### Task requirements:
Below are the records. Transcribe them exactly.

(Given data Opens)

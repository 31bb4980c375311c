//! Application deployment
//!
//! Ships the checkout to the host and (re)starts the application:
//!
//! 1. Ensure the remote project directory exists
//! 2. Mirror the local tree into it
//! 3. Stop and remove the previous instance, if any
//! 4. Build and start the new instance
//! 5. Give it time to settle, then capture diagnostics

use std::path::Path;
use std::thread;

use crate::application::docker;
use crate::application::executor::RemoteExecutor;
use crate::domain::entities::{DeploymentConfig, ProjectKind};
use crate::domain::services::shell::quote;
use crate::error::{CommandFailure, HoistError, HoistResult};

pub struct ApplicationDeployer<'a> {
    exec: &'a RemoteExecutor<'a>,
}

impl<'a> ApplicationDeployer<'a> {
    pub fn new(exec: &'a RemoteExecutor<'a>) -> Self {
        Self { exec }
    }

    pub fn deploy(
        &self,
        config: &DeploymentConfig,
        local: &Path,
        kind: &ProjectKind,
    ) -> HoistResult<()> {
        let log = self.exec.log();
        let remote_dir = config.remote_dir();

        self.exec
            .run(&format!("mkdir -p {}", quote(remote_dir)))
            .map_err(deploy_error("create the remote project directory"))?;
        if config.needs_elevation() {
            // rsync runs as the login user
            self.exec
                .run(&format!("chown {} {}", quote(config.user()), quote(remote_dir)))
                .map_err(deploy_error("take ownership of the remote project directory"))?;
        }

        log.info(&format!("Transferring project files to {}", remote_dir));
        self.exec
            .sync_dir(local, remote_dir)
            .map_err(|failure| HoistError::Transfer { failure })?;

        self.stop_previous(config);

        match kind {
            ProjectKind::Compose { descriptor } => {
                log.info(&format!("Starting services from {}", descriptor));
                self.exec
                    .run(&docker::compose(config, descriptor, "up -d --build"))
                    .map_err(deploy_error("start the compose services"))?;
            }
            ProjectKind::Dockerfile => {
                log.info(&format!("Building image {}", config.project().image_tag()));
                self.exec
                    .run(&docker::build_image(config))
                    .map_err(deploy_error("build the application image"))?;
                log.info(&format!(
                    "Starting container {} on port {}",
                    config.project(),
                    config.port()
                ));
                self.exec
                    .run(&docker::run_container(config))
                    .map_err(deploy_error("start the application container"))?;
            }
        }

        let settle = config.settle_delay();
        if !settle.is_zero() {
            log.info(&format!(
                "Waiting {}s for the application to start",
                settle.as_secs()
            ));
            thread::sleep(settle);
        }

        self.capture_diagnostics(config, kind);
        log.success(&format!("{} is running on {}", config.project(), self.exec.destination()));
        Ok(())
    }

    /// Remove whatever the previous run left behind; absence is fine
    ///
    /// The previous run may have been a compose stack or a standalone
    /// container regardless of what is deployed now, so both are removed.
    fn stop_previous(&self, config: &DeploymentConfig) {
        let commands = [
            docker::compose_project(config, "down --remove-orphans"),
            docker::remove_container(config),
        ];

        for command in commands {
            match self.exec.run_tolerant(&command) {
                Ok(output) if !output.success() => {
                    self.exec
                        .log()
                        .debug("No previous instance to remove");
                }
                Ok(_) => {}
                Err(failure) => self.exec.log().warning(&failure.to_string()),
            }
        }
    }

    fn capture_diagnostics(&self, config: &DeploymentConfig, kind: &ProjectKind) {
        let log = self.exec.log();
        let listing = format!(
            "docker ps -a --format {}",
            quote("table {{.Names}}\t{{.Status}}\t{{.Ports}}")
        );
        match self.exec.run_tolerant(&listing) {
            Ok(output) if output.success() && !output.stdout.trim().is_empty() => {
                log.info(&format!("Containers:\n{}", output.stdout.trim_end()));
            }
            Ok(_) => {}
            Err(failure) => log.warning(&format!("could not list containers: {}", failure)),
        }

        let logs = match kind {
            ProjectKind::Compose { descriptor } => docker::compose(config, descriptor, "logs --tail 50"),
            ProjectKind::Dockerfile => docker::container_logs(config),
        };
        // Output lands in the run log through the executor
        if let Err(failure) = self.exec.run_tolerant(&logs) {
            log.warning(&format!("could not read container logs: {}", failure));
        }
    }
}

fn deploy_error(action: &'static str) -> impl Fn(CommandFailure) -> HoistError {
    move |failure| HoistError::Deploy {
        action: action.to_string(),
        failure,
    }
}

(Given data Closes)

### Solution to this task:
repository 31bb4980c375311c
//! Application deployment
//!
//! Ships the checkout to the host and (re)starts the application:
//!
//! 1. Ensure the remote project directory exists
//! 2. Mirror the local tree into it
//! 3. Stop and remove the previous instance, if any
//! 4. Build and start the new instance
//! 5. Give it time to settle, then capture diagnostics

use std::path::Path;
use std::thread;

use crate::application::docker;
use crate::application::executor::RemoteExecutor;
use crate::domain::entities::{DeploymentConfig, ProjectKind};
use crate::domain::services::shell::quote;
use crate::error::{CommandFailure, HoistError, HoistResult};

pub struct ApplicationDeployer<'a> {
    exec: &'a RemoteExecutor<'a>,
}

impl<'a> ApplicationDeployer<'a> {
    pub fn new(exec: &'a RemoteExecutor<'a>) -> Self {
        Self { exec }
    }

    pub fn deploy(
        &self,
        config: &DeploymentConfig,
        local: &Path,
        kind: &ProjectKind,
    ) -> HoistResult<()> {
        let log = self.exec.log();
        let remote_dir = config.remote_dir();

        self.exec
            .run(&format!("mkdir -p {}", quote(remote_dir)))
            .map_err(deploy_error("create the remote project directory"))?;
        if config.needs_elevation() {
            // rsync runs as the login user
            self.exec
                .run(&format!("chown {} {}", quote(config.user()), quote(remote_dir)))
                .map_err(deploy_error("take ownership of the remote project directory"))?;
        }

        log.info(&format!("Transferring project files to {}", remote_dir));
        self.exec
            .sync_dir(local, remote_dir)
            .map_err(|failure| HoistError::Transfer { failure })?;

        self.stop_previous(config);

        match kind {
            ProjectKind::Compose { descriptor } => {
                log.info(&format!("Starting services from {}", descriptor));
                self.exec
                    .run(&docker::compose(config, descriptor, "up -d --build"))
                    .map_err(deploy_error("start the compose services"))?;
            }
            ProjectKind::Dockerfile => {
                log.info(&format!("Building image {}", config.project().image_tag()));
                self.exec
                    .run(&docker::build_image(config))
                    .map_err(deploy_error("build the application image"))?;
                log.info(&format!(
                    "Starting container {} on port {}",
                    config.project(),
                    config.port()
                ));
                self.exec
                    .run(&docker::run_container(config))
                    .map_err(deploy_error("start the application container"))?;
            }
        }

        let settle = config.settle_delay();
        if !settle.is_zero() {
            log.info(&format!(
                "Waiting {}s for the application to start",
                settle.as_secs()
            ));
            thread::sleep(settle);
        }

        self.capture_diagnostics(config, kind);
        log.success(&format!("{} is running on {}", config.project(), self.exec.destination()));
        Ok(())
    }

    /// Remove whatever the previous run left behind; absence is fine
    ///
    /// The previous run may have been a compose stack or a standalone
    /// container regardless of what is deployed now, so both are removed.
    fn stop_previous(&self, config: &DeploymentConfig) {
        let commands = [
            docker::compose_project(config, "down --remove-orphans"),
            docker::remove_container(config),
        ];

        for command in commands {
            match self.exec.run_tolerant(&command) {
                Ok(output) if !output.success() => {
                    self.exec
                        .log()
                        .debug("No previous instance to remove");
                }
                Ok(_) => {}
                Err(failure) => self.exec.log().warning(&failure.to_string()),
            }
        }
    }

    fn capture_diagnostics(&self, config: &DeploymentConfig, kind: &ProjectKind) {
        let log = self.exec.log();
        let listing = format!(
            "docker ps -a --format {}",
            quote("table {{.Names}}\t{{.Status}}\t{{.Ports}}")
        );
        match self.exec.run_tolerant(&listing) {
            Ok(output) if output.success() && !output.stdout.trim().is_empty() => {
                log.info(&format!("Containers:\n{}", output.stdout.trim_end()));
            }
            Ok(_) => {}
            Err(failure) => log.warning(&format!("could not list containers: {}", failure)),
        }

        let logs = match kind {
            ProjectKind::Compose { descriptor } => docker::compose(config, descriptor, "logs --tail 50"),
            ProjectKind::Dockerfile => docker::container_logs(config),
        };
        // Output lands in the run log through the executor
        if let Err(failure) = self.exec.run_tolerant(&logs) {
            log.warning(&format!("could not read container logs: {}", failure));
        }
    }
}

fn deploy_error(action: &'static str) -> impl Fn(CommandFailure) -> HoistError {
    move |failure| HoistError::Deploy {
        action: action.to_string(),
        failure,
    }
}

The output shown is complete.